About this task —
Please could you give again the lines from the one holding "self.fields == other.fields" through the final line of the data below, exactly, with no other lines?

Data records —
_ _ _

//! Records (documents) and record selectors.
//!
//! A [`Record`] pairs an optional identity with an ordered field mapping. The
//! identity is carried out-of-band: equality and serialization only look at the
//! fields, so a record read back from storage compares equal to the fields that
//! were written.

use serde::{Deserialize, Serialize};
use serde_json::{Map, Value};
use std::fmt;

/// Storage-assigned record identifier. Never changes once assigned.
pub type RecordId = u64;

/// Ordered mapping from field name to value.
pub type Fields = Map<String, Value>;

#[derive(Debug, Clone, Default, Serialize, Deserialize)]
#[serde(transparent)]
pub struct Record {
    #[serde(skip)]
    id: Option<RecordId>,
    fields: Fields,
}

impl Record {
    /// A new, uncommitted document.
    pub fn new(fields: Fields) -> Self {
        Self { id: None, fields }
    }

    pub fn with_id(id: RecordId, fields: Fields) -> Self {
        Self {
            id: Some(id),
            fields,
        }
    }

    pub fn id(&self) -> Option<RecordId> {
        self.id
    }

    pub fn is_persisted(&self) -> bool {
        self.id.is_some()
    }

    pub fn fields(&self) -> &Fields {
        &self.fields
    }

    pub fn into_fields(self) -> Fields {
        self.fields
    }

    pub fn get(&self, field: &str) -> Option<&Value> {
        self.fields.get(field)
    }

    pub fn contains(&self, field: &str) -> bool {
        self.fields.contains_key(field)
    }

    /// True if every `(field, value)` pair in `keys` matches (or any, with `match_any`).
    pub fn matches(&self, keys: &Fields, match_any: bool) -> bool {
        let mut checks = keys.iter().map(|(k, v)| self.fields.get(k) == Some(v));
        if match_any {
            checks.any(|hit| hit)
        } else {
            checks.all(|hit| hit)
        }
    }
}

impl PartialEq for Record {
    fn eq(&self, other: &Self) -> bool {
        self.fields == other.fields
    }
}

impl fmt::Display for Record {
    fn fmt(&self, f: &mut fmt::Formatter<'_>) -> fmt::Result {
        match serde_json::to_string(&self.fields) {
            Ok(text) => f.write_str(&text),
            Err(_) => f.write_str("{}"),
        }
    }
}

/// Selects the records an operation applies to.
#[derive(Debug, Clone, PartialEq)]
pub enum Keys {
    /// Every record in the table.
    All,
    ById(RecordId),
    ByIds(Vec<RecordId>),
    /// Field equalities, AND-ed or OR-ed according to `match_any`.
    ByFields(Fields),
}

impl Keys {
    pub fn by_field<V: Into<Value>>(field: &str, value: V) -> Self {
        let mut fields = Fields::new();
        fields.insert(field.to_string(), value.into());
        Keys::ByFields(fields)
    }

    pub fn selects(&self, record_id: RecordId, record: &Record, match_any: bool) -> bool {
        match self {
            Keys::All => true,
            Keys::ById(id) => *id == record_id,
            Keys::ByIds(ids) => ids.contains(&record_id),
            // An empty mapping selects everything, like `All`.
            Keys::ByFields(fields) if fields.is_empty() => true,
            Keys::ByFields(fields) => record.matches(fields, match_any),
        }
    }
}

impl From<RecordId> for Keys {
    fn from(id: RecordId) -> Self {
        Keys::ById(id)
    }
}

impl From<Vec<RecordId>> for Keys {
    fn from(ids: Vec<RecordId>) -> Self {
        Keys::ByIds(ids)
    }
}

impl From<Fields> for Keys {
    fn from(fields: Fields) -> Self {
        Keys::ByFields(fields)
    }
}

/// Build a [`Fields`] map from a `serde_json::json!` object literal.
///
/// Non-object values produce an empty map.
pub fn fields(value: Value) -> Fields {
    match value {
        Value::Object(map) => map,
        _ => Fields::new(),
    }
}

_ _ _

Written response —
        self.fields == other.fields
    }
}

impl fmt::Display for Record {
    fn fmt(&self, f: &mut fmt::Formatter<'_>) -> fmt::Result {
        match serde_json::to_string(&self.fields) {
            Ok(text) => f.write_str(&text),
            Err(_) => f.write_str("{}"),
        }
    }
}

/// Selects the records an operation applies to.
#[derive(Debug, Clone, PartialEq)]
pub enum Keys {
    /// Every record in the table.
    All,
    ById(RecordId),
    ByIds(Vec<RecordId>),
    /// Field equalities, AND-ed or OR-ed according to `match_any`.
    ByFields(Fields),
}

impl Keys {
    pub fn by_field<V: Into<Value>>(field: &str, value: V) -> Self {
        let mut fields = Fields::new();
        fields.insert(field.to_string(), value.into());
        Keys::ByFields(fields)
    }

    pub fn selects(&self, record_id: RecordId, record: &Record, match_any: bool) -> bool {
        match self {
            Keys::All => true,
            Keys::ById(id) => *id == record_id,
            Keys::ByIds(ids) => ids.contains(&record_id),
            // An empty mapping selects everything, like `All`.
            Keys::ByFields(fields) if fields.is_empty() => true,
            Keys::ByFields(fields) => record.matches(fields, match_any),
        }
    }
}

impl From<RecordId> for Keys {
    fn from(id: RecordId) -> Self {
        Keys::ById(id)
    }
}

impl From<Vec<RecordId>> for Keys {
    fn from(ids: Vec<RecordId>) -> Self {
        Keys::ByIds(ids)
    }
}

impl From<Fields> for Keys {
    fn from(fields: Fields) -> Self {
        Keys::ByFields(fields)
    }
}

/// Build a [`Fields`] map from a `serde_json::json!` object literal.
///
/// Non-object values produce an empty map.
pub fn fields(value: Value) -> Fields {
    match value {
        Value::Object(map) => map,
        _ => Fields::new(),
    }
}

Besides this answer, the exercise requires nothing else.